Chronique Covid

Du fait de la crise COVID, beaucoup de personnes se sont appauvries. Dans le même temps, les plus grosses fortunes ont en moyenne vu leurs économies et leur patrimoine encore augmenter. Celles et ceux qui ont spéculé dans les secteurs financiers à croissance rapide comme le pharma ou les technologies ont vu leurs patrimoines exploser.

Le 5 janvier 2021, le Réseau pour la Justice Fiscale (RJF) et le Financieel Actie Netwerk (FAN) ont sabré le champagne devant le square des milliardaires à Bruxelles pour célébrer en toute ironie l’injustice fiscale et surtout pour dire stop à la croissance des inégalités. En effet, dès le 5 janvier, les détenteurs des plus grosses fortunes s’étaient acquittés de leur contribution fiscale, proportionnellement à tous les autres contribuables qui ne s’en seront acquittés qu’au bout de six mois de travail.

Pour lutter contre les inégalités économiques, chacun devrait contribuer à l’effort en fonction de la hauteur de son patrimoine et de ses revenus. C’est le sens d’un impôt sur les patrimoines supérieurs à un million d’euros (hors habitation personnelle), réclamé par les organisateurs de l’action #taxjusticenow.

Ces derniers mois, l’importance des services publics et de la sécurité sociale a été mise en évidence. Il ne faudrait pas que ce soit aux victimes de la crise de payer la note, au moment où l’Etat devra se refinancer.

La veille de cette action, le 4 janvier 2021, Financité organisait une « Webullition » avec Bernard Bayot, qui tirait un premier bilan – image certes encore partielle – de l’économie en 2020.

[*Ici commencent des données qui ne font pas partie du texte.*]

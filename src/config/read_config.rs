//! Configuration file reading and parsing.
//!
//! This module handles locating, reading, and parsing INI-format configuration files,
//! with support for layered overrides.

use std::env;
use std::path::{Path, PathBuf};

use configparser::ini::Ini;
use thiserror::Error;

use super::{BoxApiConfig, Config, LogConfig, MigrationConfig, SubjectType};
use crate::remote::{AppSettingsError, DEFAULT_API_URL, MAX_PAGE_SIZE};

// =============================================================================
// Constants - Default Values
// =============================================================================

const DEFAULT_TOKEN_URL: &str = "https://api.box.com/oauth2/token";
const DEFAULT_PAGE_SIZE: u32 = MAX_PAGE_SIZE;
const DEFAULT_LOG_DIRECTORY: &str = ".";
const DEFAULT_LOG_BASE_NAME: &str = "folder-migration-log";

const ENV_CONFIG_FILE: &str = "BOXMIGRATE_CONFIG_FILE";
const DEFAULT_CONFIG_FILENAME: &str = ".boxmigrate";

// =============================================================================
// Error Types
// =============================================================================

/// Errors that can occur when reading or interpreting configuration.
#[derive(Debug, Error)]
pub enum ConfigError {
    #[error("config file not found: {0}")]
    FileNotFound(PathBuf),

    #[error("failed to parse config file {path}: {message}")]
    ParseError { path: PathBuf, message: String },

    #[error("invalid integer '{value}': {source}")]
    InvalidInteger {
        value: String,
        source: std::num::ParseIntError,
    },

    #[error("invalid value '{value}' for key '{key}': {message}")]
    InvalidValue {
        key: String,
        value: String,
        message: String,
    },

    #[error("invalid override key '{key}': {message}")]
    InvalidOverrideKey { key: String, message: String },

    #[error("no Box credentials configured: set box.developer_token, box.client_id and box.client_secret, or box.credentials_file")]
    MissingCredentials,

    #[error("missing required field '{field}' in section '{section}'")]
    MissingRequiredField { section: String, field: String },

    #[error(transparent)]
    AppSettings(#[from] AppSettingsError),
}

/// Result type for config operations.
pub type Result<T> = std::result::Result<T, ConfigError>;

// =============================================================================
// ConfigSource
// =============================================================================

/// Specifies how to locate and layer configuration.
#[derive(Debug, Clone, Default)]
pub struct ConfigSource {
    /// Explicit config file path from CLI. If specified and doesn't exist, error.
    /// If None, fall back to BOXMIGRATE_CONFIG_FILE env var, then ~/.boxmigrate.
    pub config_file: Option<PathBuf>,

    /// Additional override config file (layered on top of base config).
    pub override_file: Option<PathBuf>,

    /// Individual key=value overrides (applied last).
    /// Keys use dot-notation: "box.page_size", "log.directory"
    pub overrides: Vec<(String, String)>,
}

// =============================================================================
// Value Parsing
// =============================================================================

fn parse_page_size(key: &str, value: &str) -> Result<u32> {
    let size: u32 = value.trim().parse().map_err(|e| ConfigError::InvalidInteger {
        value: value.to_string(),
        source: e,
    })?;
    if size == 0 || size > MAX_PAGE_SIZE {
        return Err(ConfigError::InvalidValue {
            key: key.to_string(),
            value: value.to_string(),
            message: format!("must be between 1 and {}", MAX_PAGE_SIZE),
        });
    }
    Ok(size)
}

fn parse_subject_type(key: &str, value: &str) -> Result<SubjectType> {
    SubjectType::parse(value).ok_or_else(|| ConfigError::InvalidValue {
        key: key.to_string(),
        value: value.to_string(),
        message: "expected 'enterprise' or 'user'".to_string(),
    })
}

/// Treat blank values as unset.
fn non_empty(value: &str) -> Option<String> {
    let value = value.trim();
    (!value.is_empty()).then(|| value.to_string())
}

// =============================================================================
// Config File Resolution
// =============================================================================

/// Information about how the config file was resolved.
#[derive(Debug)]
pub struct ResolvedConfigFile {
    /// The path to the config file, if one was found.
    pub path: Option<PathBuf>,
    /// Warning message if env var pointed to nonexistent file.
    pub warning: Option<String>,
}

/// Resolve which config file to use based on the ConfigSource and environment.
fn resolve_config_file(source: &ConfigSource) -> Result<ResolvedConfigFile> {
    // If explicit path provided, it must exist
    if let Some(ref path) = source.config_file {
        if path.exists() {
            return Ok(ResolvedConfigFile {
                path: Some(path.clone()),
                warning: None,
            });
        } else {
            return Err(ConfigError::FileNotFound(path.clone()));
        }
    }

    if let Ok(env_path) = env::var(ENV_CONFIG_FILE) {
        let path = PathBuf::from(&env_path);
        if path.exists() {
            return Ok(ResolvedConfigFile {
                path: Some(path),
                warning: None,
            });
        } else {
            // Warn but continue with defaults
            return Ok(ResolvedConfigFile {
                path: None,
                warning: Some(format!(
                    "config file specified by {} does not exist: {}",
                    ENV_CONFIG_FILE, env_path
                )),
            });
        }
    }

    if let Some(home) = home_dir() {
        let default_path = home.join(DEFAULT_CONFIG_FILENAME);
        if default_path.exists() {
            return Ok(ResolvedConfigFile {
                path: Some(default_path),
                warning: None,
            });
        }
    }

    Ok(ResolvedConfigFile {
        path: None,
        warning: None,
    })
}

/// Get the user's home directory.
fn home_dir() -> Option<PathBuf> {
    env::var_os("HOME").map(PathBuf::from)
}

// =============================================================================
// Default Config
// =============================================================================

/// Create a Config with all default values.
fn default_config() -> Config {
    Config {
        box_api: BoxApiConfig {
            api_url: DEFAULT_API_URL.to_string(),
            token_url: DEFAULT_TOKEN_URL.to_string(),
            developer_token: None,
            client_id: None,
            client_secret: None,
            credentials_file: None,
            subject_type: SubjectType::Enterprise,
            subject_id: None,
            page_size: DEFAULT_PAGE_SIZE,
        },
        migration: MigrationConfig::default(),
        log: LogConfig {
            directory: PathBuf::from(DEFAULT_LOG_DIRECTORY),
            base_name: DEFAULT_LOG_BASE_NAME.to_string(),
        },
    }
}

// =============================================================================
// INI Parsing
// =============================================================================

const BOX_KEYS: [&str; 9] = [
    "api_url",
    "token_url",
    "developer_token",
    "client_id",
    "client_secret",
    "credentials_file",
    "subject_type",
    "subject_id",
    "page_size",
];
const MIGRATION_KEYS: [&str; 3] = ["origin_folder_id", "accounts_folder_id", "mapping_file"];
const LOG_KEYS: [&str; 2] = ["directory", "base_name"];

/// Apply an INI file's contents to a Config, layering on top of existing values.
///
/// Only keys present in the file change the config. Unknown sections and keys
/// are ignored.
fn apply_ini_to_config(config: &mut Config, ini: &Ini) -> Result<()> {
    for (section, keys) in [
        ("box", &BOX_KEYS[..]),
        ("migration", &MIGRATION_KEYS[..]),
        ("log", &LOG_KEYS[..]),
    ] {
        for key in keys {
            if let Some(value) = ini.get(section, key) {
                apply_setting(config, section, key, &value)?;
            }
        }
    }
    Ok(())
}

/// Load and parse an INI file.
fn load_ini(path: &Path) -> Result<Ini> {
    let mut ini = Ini::new();
    ini.load(path).map_err(|e| ConfigError::ParseError {
        path: path.to_path_buf(),
        message: e,
    })?;
    Ok(ini)
}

Le 13 janvier, Financité organisait un débat, suivant la projection du film « Le capital au XXIe siècle », inspiré du livre de Thomas Piketti, en partenariat avec le Kinographe, le Musée du Capitalisme et le CNCD-11.11.11. On le voit, ces thèmes socio-économiques reviennent en force début 2021. Merci à Financité de nous proposer des clés de compréhension et de lecture.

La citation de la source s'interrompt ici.